These are the key concepts you need to understand to accurately answer the question.

One-sample t-test
Understanding the one-sample t-test is key to analyzing a sample’s mean when you have a small sample size, or when the population variance is unknown. This statistical method helps compare the sample mean to a known value or a population mean. In the case of our exercise, the one-sample t-test is utilized to verify if the average penetration exceeds the specified 50 mils.

Here's how it works: You compute a test statistic using your sample data, which tells you how much your sample mean deviates from the known value (e.g., the specified 50 mils mean). These deviations are scaled using the sample standard deviation and the sample size.

The formula used is:
  • Test Statistic, \( t = \frac{\bar{x} - \mu_0}{s / \sqrt{n}} \)
This calculation also considers the number of specimens (sample size), making the result specific to your scenario. If your computed t-value is large, it suggests a significant difference between your sample mean and the known value.
Null Hypothesis
The foundation of hypothesis testing starts with the null hypothesis. This is a neutral statement indicating that no effect or no difference exists. In statistical tests, it's assumed true until evidence suggests otherwise. In our exercise, the null hypothesis \( H_0 \) asserts that the true mean penetration is equal to 50 mils.

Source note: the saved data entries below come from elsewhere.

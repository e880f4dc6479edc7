//! Error types organized by processing stage.

use ndarray::ShapeError;
use ndarray_stats::errors::MinMaxError;
use thiserror::Error;

/// Recognition error variants organized by processing stage.
#[derive(Debug, Error)]
pub enum Error {
    /// Model artifact resolution error
    #[error(transparent)]
    Artifact(#[from] ArtifactError),

    /// Audio loading stage error
    #[error(transparent)]
    Audio(#[from] AudioError),

    /// Model inference stage error
    #[error(transparent)]
    Model(#[from] ModelError),
}

/// Artifact directory and vocabulary errors.
#[derive(Debug, Error)]
pub enum ArtifactError {
    /// Required artifact file missing
    #[error("model file not found: {name} in {dir}")]
    MissingFile { name: String, dir: String },

    /// None of the candidate file names resolved
    #[error("no model file matched candidates in {dir}")]
    NoCandidate { dir: String },

    /// Vocabulary file contained no pieces
    #[error("empty vocabulary: {0}")]
    EmptyVocabulary(String),

    /// IO error while reading artifact files
    #[error(transparent)]
    Io(#[from] std::io::Error),
}

/// Audio loading and validation errors.
#[derive(Debug, Error)]
pub enum AudioError {
    /// Sample rate validation failed
    #[error("invalid sample rate: expected {expected}Hz, got {got}Hz")]
    InvalidSampleRate { expected: u32, got: u32 },

    /// Channel count validation failed
    #[error("invalid channel count: expected mono or stereo, got {0} channels")]
    InvalidChannels(u16),

    /// IO error during audio loading
    #[error(transparent)]
    Io(#[from] std::io::Error),

    /// WAV file format error
    #[error(transparent)]
    Hound(#[from] hound::Error),
}

/// Model inference errors (ONNX, ndarray operations).
#[derive(Debug, Error)]
pub enum ModelError {
    /// Missing expected output tensor
    #[error("missing model output: {name}")]
    MissingOutput { name: String },

    /// Duration index out of bounds
    #[error("duration index {index} out of bounds (max {max})")]
    DurationOutOfRange { index: usize, max: usize },

    /// ONNX Runtime error
    #[error(transparent)]
    Ort(#[from] ort::Error),

    /// ndarray shape error
    #[error(transparent)]
    Shape(#[from] ShapeError),

    /// ndarray-stats min/max error
    #[error(transparent)]
    MinMax(#[from] MinMaxError),
}

/// Result type alias for recognition operations.
pub type Result<T> = std::result::Result<T, Error>;

// Nested From implementations for automatic conversion chains

// hound::Error -> AudioError -> Error
impl From<hound::Error> for Error {
    fn from(e: hound::Error) -> Self {
        Error::Audio(AudioError::Hound(e))
    }
}

// std::io::Error -> AudioError -> Error
impl From<std::io::Error> for Error {
    fn from(e: std::io::Error) -> Self {
        Error::Audio(AudioError::Io(e))
    }
}

// ort::Error -> ModelError -> Error
impl From<ort::Error> for Error {
    fn from(e: ort::Error) -> Self {
        Error::Model(ModelError::Ort(e))
    }
}

// ShapeError -> ModelError -> Error
impl From<ShapeError> for Error {
    fn from(e: ShapeError) -> Self {
        Error::Model(ModelError::Shape(e))
    }
}

// MinMaxError -> ModelError -> Error
impl From<MinMaxError> for Error {
    fn from(e: MinMaxError) -> Self {
        Error::Model(ModelError::MinMax(e))
    }
}
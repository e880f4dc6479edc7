//! Parakeet TDT inference: ONNX sessions and greedy decoding.

use crate::artifact::ModelDir;
use crate::audio;
use crate::error::{ModelError, Result};
use crate::features::FeatureConfig;
use crate::hypothesis::{Hypothesis, ModelOutput, TokenSpan};
use crate::traits::Recognizer;
use crate::vocab::Vocabulary;
use ndarray::prelude::*;
use ndarray_stats::QuantileExt;
use ort::session::Session;
use ort::session::builder::SessionBuilder;
use ort::{inputs, value::Tensor, value::Value};
use std::path::Path;

const ENCODER_CANDIDATES: &[&str] = &[
    "encoder-model.onnx",
    "encoder.onnx",
    "encoder-model.int8.onnx",
];

const DECODER_CANDIDATES: &[&str] = &[
    "decoder_joint-model.onnx",
    "decoder_joint.onnx",
    "decoder_joint-model.int8.onnx",
];

/// Cap on tokens emitted from a single encoder frame.
const MAX_SYMBOLS_PER_FRAME: usize = 10;

/// Prediction-network LSTM state shape: (layers, batch, hidden).
const PRED_STATE: (usize, usize, usize) = (2, 1, 640);

/// A non-blank token emitted by the greedy decoder.
#[derive(Clone, Debug)]
struct Emission {
    token_id: usize,
    frame: usize,
    skip: usize,
    logit: f32,
}

/// Parakeet TDT (Token-and-Duration Transducer) recognizer.
///
/// The decoder predicts a token and a frame duration at each step; the
/// duration advances the encoder frame cursor, so most frames are never
/// visited.
pub struct TdtRecognizer {
    features: FeatureConfig,
    encoder: Session,
    decoder_joint: Session,
    vocab: Vocabulary,
    durations: Vec<usize>,
}

impl TdtRecognizer {
    /// Encoder subsampling factor over mel frames (8x).
    pub const SUBSAMPLING: usize = 8;

    /// Load a recognizer from a snapshot directory.
    ///
    /// `builder` configures execution providers; `None` runs on CPU.
    pub fn from_dir(dir: &Path, builder: Option<SessionBuilder>) -> Result<Self> {
        let dir = ModelDir::new(dir);

        let encoder_path = dir.resolve_any(ENCODER_CANDIDATES)?;
        let decoder_path = dir.resolve_any(DECODER_CANDIDATES)?;
        let vocab = Vocabulary::from_file(&dir.resolve("vocab.txt")?)?;

        let builder = match builder {
            Some(builder) => builder,
            None => Session::builder().map_err(ModelError::Ort)?,
        };

        let encoder = builder
            .clone()
            .commit_from_file(&encoder_path)
            .map_err(ModelError::Ort)?;

        let decoder_joint = builder
            .commit_from_file(&decoder_path)
            .map_err(ModelError::Ort)?;

        tracing::debug!(
            dir = %dir.root().display(),
            vocab_size = vocab.size(),
            "recognizer loaded"
        );

        Ok(Self {
            features: FeatureConfig::TDT,
            encoder,
            decoder_joint,
            vocab,
            durations: vec![0, 1, 2, 3, 4],
        })
    }

    fn frame_to_secs(&self, frame: usize) -> f32 {
        self.features.frame_to_secs(frame, Self::SUBSAMPLING)
    }

    /// Run the encoder over a feature matrix, returning frames and length.
    fn encode(&mut self, features: Array2<f32>) -> Result<(Array3<f32>, usize)> {
        let num_frames = features.shape()[0];

        let length = Value::from_array(Array1::from_elem((1,), num_frames as i64))
            .map_err(ModelError::Ort)?;
        let signal = Value::from_array(features.reversed_axes().insert_axis(Axis(0)))
            .map_err(ModelError::Ort)?;

        let mut outputs = self
            .encoder
            .run(inputs!(
                "audio_signal" => signal,
                "length" => length,
            ))
            .map_err(ModelError::Ort)?;

        let encoded = outputs
            .remove("outputs")
            .ok_or_else(|| ModelError::MissingOutput {
                name: "outputs".to_string(),
            })?;

        let encoded_lengths =
            outputs
                .remove("encoded_lengths")
                .ok_or_else(|| ModelError::MissingOutput {
                    name: "encoded_lengths".to_string(),
                })?;

        let encoded = encoded
            .try_extract_array::<f32>()
            .map_err(ModelError::Ort)?
            .to_owned()
            .into_dimensionality::<Ix3>()
            .map_err(ModelError::Shape)?;

        let encoded_lengths = encoded_lengths
            .try_extract_array::<i64>()
            .map_err(ModelError::Ort)?
            .to_owned()
            .into_dimensionality::<Ix1>()
            .map_err(ModelError::Shape)?;

        Ok((encoded, encoded_lengths[0].max(0) as usize))
    }

    /// Greedy token-and-duration decoding over encoder frames.
    fn decode_greedy(&mut self, encoded: &Array3<f32>, encoded_len: usize) -> Result<Vec<Emission>> {
        let blank = self.vocab.size();

        let mut state_1 = Tensor::from_array(Array3::<f32>::zeros(PRED_STATE))
            .map_err(ModelError::Ort)?
            .into_dyn();
        let mut state_2 = Tensor::from_array(Array3::<f32>::zeros(PRED_STATE))
            .map_err(ModelError::Ort)?
            .into_dyn();

        let mut target =
            Tensor::from_array(Array2::from_elem((1, 1), blank as i32)).map_err(ModelError::Ort)?;
        let target_length =
            Tensor::from_array(Array1::from_elem((1,), 1)).map_err(ModelError::Ort)?;

        let mut emissions = Vec::new();
        let mut frame = 0;

        while frame + 1 < encoded_len {
            let enc_frame = encoded
                .slice_axis(Axis(2), (frame..frame + 1).into())
                .into_owned();
            let enc_frame = Tensor::from_array(enc_frame).map_err(ModelError::Ort)?;

            let mut advanced = false;

            // Label looping: one frame may emit several tokens before the
            // decoder predicts a non-zero duration.
            for _ in 0..MAX_SYMBOLS_PER_FRAME {
                let mut outputs = self
                    .decoder_joint
                    .run(inputs!(
                        "encoder_outputs" => &enc_frame,
                        "targets" => &target,
                        "target_length" => &target_length,
                        "input_states_1" => &state_1,
                        "input_states_2" => &state_2,
                    ))
                    .map_err(ModelError::Ort)?;

                let logits: ArrayViewD<f32> = outputs["outputs"]
                    .try_extract_array()
                    .map_err(ModelError::Ort)?;
                let logits = logits.flatten();

                // Logit layout: [vocab_0..vocab_n, blank, duration_0..duration_4]
                let token_logits = logits.slice_axis(Axis(0), (0..blank + 1).into());
                let token_id = token_logits.argmax().map_err(ModelError::MinMax)?;
                let token_logit = token_logits[token_id];

                let duration_logits = logits.slice_axis(Axis(0), (blank + 1..).into());
                let duration_idx = duration_logits.argmax().map_err(ModelError::MinMax)?;

                let skip = self.durations.get(duration_idx).copied().ok_or_else(|| {
                    ModelError::DurationOutOfRange {
                        index: duration_idx,
                        max: self.durations.len() - 1,
                    }
                })?;

                if token_id != blank {
                    state_1 = outputs.remove("output_states_1").ok_or_else(|| {
                        ModelError::MissingOutput {
                            name: "output_states_1".to_string(),
                        }
                    })?;
                    state_2 = outputs.remove("output_states_2").ok_or_else(|| {
                        ModelError::MissingOutput {
                            name: "output_states_2".to_string(),
                        }
                    })?;

                    emissions.push(Emission {
                        token_id,
                        frame,
                        skip,
                        logit: token_logit,
                    });

                    target[[0, 0]] = token_id as i32;
                }

                tracing::trace!(frame, skip);

                frame = encoded_len.min(frame + skip);

                if skip != 0 {
                    advanced = true;
                    break;
                }
            }

            // Symbol cap reached with zero-duration predictions only
            if !advanced {
                frame += 1;
            }
        }

        Ok(emissions)
    }

    /// Render emissions into a hypothesis and its token timings.
    fn render(&self, emissions: &[Emission]) -> (Hypothesis, Vec<TokenSpan>) {
        if emissions.is_empty() {
            return (Hypothesis::Bare(String::new()), Vec::new());
        }

        let ids: Vec<usize> = emissions.iter().map(|e| e.token_id).collect();
        let text = self.vocab.decode(&ids);

        let score =
            emissions.iter().map(|e| e.logit).sum::<f32>() / emissions.len() as f32;

        let spans = emissions
            .iter()
            .map(|e| TokenSpan {
                text: self.vocab.piece_text(e.token_id),
                start: self.frame_to_secs(e.frame),
                end: self.frame_to_secs(e.frame + e.skip),
            })
            .collect();

        (Hypothesis::Scored { text, score }, spans)
    }

    fn transcribe_path(&mut self, path: &Path) -> Result<(Hypothesis, Vec<TokenSpan>)> {
        let samples = audio::read_mono(path)?;

        // Shorter than one analysis window: nothing to decode
        if samples.len() < self.features.win_length {
            return Ok((Hypothesis::Bare(String::new()), Vec::new()));
        }

        let features = self.features.extract(&samples);
        let (encoded, encoded_len) = self.encode(features)?;
        let emissions = self.decode_greedy(&encoded, encoded_len)?;

        tracing::debug!(
            path = %path.display(),
            tokens = emissions.len(),
            "transcribed file"
        );

        Ok(self.render(&emissions))
    }
}

impl Recognizer for TdtRecognizer {
    fn transcribe_files(&mut self, paths: &[&Path]) -> Result<ModelOutput> {
        let mut hypotheses = Vec::with_capacity(paths.len());
        let mut timings = Vec::with_capacity(paths.len());

        for path in paths {
            let (hypothesis, spans) = self.transcribe_path(path)?;
            hypotheses.push(hypothesis);
            timings.push(spans);
        }

        Ok(ModelOutput::WithTimings {
            hypotheses,
            timings,
        })
    }
}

The role of the null hypothesis is critical. It provides a baseline or reference point for statistical testing. By testing it, you can determine whether the data provides enough evidence to reject this assumption. Keeping this concept simple: the null hypothesis is basically saying, "Everything is as expected," until proven otherwise.
Alternative Hypothesis
Opposite to the null hypothesis is the alternative hypothesis. Here, you're testing whether there's an effect or a difference. In this exercise, the alternative hypothesis \( H_a \) posits that the true mean penetration exceeds 50 mils.

This hypothesis is what you're trying to support with your test data. If the analysis suggests rejecting the null hypothesis, the alternative hypothesis is typically accepted. It's important to specify the direction of the test in your hypotheses—whether you're testing for a mean greater than, less than, or different from the specified value. In our case, we are checking specifically if the penetration surpasses 50, establishing a "greater than" condition.
Critical Value
Critical values are essential in hypothesis testing as they define the threshold for decision-making. Once you calculate your test statistic, you need to compare it to the critical value to decide whether to reject the null hypothesis.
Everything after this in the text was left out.